• What you need to do
Find the word "derive" in the listing, and copy out each line where it turns up.

=== Begin Enclosure ===

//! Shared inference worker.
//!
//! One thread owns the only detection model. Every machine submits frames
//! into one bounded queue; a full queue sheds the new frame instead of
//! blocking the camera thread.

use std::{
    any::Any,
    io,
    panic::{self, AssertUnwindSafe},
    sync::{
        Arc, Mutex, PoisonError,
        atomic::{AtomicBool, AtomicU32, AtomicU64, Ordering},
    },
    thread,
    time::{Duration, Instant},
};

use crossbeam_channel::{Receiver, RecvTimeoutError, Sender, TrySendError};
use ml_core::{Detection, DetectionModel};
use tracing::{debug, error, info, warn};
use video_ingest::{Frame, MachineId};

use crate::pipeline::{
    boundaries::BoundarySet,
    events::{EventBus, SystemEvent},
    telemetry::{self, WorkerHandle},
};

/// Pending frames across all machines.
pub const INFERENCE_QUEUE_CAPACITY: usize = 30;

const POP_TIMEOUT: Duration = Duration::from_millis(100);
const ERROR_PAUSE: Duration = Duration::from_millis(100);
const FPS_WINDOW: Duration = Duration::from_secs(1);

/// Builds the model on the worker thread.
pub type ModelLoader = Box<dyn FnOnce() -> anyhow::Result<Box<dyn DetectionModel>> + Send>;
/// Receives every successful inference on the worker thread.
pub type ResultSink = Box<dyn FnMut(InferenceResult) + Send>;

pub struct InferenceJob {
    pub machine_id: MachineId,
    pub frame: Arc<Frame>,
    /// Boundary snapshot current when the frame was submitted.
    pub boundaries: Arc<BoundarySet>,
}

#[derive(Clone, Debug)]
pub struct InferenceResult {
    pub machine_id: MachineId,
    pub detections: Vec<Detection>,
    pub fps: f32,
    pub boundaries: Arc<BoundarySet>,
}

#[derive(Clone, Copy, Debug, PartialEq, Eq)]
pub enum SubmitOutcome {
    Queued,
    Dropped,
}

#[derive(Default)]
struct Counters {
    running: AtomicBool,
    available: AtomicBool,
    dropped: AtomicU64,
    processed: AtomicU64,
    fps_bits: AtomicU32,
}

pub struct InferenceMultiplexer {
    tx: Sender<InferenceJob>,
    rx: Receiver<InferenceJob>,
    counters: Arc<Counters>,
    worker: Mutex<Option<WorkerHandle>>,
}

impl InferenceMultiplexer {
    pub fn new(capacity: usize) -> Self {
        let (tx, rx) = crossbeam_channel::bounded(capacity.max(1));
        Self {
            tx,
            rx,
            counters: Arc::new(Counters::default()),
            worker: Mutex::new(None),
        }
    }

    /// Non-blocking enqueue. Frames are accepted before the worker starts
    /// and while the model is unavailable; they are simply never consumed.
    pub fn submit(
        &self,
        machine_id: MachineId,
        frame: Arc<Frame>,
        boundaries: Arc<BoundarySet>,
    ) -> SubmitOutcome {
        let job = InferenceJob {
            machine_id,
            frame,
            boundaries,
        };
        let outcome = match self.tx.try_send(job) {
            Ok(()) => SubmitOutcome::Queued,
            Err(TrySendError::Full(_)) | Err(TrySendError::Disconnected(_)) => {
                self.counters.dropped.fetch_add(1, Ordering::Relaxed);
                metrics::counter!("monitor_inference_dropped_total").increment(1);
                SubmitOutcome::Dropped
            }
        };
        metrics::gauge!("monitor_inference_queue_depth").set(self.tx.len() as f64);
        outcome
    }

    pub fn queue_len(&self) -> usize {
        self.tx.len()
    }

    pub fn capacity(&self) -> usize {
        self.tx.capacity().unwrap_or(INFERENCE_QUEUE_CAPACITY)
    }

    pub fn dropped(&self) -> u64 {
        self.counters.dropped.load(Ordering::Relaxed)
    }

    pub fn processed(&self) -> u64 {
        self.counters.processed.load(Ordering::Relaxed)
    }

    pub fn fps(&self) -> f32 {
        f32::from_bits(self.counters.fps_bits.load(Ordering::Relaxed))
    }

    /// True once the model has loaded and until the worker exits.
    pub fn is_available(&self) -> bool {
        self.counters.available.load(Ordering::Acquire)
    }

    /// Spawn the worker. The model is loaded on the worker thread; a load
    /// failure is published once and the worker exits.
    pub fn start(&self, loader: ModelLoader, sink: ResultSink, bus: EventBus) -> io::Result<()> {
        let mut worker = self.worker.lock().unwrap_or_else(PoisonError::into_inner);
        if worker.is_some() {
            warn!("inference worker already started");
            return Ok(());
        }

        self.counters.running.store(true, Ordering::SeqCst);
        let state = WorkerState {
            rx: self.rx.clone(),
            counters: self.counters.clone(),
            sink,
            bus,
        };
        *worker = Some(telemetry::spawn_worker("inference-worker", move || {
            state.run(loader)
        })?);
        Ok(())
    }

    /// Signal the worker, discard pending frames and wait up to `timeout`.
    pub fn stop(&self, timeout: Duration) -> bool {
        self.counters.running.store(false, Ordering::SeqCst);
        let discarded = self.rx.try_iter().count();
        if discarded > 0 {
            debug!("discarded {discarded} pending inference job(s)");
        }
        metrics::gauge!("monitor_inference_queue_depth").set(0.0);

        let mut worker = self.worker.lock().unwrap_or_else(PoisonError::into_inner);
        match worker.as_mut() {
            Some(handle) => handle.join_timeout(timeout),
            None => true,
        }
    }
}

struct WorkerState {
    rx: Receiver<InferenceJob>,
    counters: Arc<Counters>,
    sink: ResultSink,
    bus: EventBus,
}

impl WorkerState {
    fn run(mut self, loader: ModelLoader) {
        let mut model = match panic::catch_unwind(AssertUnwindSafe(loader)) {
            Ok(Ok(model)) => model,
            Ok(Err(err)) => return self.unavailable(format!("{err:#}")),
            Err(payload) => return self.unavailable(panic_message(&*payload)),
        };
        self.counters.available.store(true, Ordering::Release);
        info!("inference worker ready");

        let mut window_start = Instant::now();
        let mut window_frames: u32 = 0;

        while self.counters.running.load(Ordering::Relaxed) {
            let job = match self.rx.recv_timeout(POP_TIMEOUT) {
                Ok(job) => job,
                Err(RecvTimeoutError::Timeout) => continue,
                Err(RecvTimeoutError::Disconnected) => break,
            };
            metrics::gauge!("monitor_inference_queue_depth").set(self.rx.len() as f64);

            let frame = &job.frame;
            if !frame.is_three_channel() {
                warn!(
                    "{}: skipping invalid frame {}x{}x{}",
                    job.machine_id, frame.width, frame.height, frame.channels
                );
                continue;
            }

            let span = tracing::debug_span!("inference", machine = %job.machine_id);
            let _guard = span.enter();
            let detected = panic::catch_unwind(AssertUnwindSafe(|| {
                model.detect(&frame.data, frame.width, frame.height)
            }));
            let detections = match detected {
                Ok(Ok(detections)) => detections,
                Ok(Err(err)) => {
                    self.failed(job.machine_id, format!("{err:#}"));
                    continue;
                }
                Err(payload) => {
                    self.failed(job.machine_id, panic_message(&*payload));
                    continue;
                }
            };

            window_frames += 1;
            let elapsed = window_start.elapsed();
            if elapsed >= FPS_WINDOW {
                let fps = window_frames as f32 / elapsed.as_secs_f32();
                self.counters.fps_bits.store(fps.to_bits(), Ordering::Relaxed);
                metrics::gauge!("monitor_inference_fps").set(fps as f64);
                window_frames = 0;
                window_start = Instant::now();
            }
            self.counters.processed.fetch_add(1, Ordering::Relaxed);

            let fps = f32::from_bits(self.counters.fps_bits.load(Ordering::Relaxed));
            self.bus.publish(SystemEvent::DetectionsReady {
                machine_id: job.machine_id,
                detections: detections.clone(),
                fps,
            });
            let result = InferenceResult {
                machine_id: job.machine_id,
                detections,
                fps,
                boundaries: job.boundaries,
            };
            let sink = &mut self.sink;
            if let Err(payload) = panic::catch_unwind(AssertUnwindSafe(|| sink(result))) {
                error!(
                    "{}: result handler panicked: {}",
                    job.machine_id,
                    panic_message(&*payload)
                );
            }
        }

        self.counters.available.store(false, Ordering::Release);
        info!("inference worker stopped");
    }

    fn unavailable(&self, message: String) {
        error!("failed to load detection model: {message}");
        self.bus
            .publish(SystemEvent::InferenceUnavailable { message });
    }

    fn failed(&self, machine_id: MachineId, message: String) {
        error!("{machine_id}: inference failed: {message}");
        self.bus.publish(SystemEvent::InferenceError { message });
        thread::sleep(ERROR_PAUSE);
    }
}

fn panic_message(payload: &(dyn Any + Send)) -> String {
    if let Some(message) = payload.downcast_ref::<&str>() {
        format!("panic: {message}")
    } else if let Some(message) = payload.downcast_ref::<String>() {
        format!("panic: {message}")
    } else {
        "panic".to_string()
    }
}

=== End Enclosure ===
=== Begin Enclosure ===

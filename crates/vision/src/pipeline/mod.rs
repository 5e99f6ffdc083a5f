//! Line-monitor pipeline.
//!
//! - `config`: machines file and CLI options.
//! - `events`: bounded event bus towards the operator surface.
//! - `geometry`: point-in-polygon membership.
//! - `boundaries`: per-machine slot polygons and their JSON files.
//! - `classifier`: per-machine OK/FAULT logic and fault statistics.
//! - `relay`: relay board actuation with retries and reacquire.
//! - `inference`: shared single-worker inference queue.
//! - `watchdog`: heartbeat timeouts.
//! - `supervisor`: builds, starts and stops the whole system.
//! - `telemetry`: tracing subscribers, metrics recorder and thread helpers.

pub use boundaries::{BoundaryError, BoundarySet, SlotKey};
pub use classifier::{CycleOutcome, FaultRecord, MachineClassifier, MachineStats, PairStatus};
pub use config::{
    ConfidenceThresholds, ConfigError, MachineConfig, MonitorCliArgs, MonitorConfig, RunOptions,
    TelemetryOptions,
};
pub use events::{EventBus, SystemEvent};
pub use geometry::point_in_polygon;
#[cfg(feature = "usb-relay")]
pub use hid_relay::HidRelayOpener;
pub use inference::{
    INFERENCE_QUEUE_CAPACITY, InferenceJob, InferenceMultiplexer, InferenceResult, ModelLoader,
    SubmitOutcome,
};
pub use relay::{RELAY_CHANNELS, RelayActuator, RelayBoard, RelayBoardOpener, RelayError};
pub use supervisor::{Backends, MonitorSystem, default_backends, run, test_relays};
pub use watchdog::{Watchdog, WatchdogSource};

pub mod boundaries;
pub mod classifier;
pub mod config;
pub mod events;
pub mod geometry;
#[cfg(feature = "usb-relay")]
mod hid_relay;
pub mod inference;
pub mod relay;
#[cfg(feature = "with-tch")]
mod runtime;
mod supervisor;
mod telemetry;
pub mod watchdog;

=== End Enclosure ===

• Task answer
#[derive(Clone, Debug)]
#[derive(Clone, Copy, Debug, PartialEq, Eq)]
#[derive(Default)]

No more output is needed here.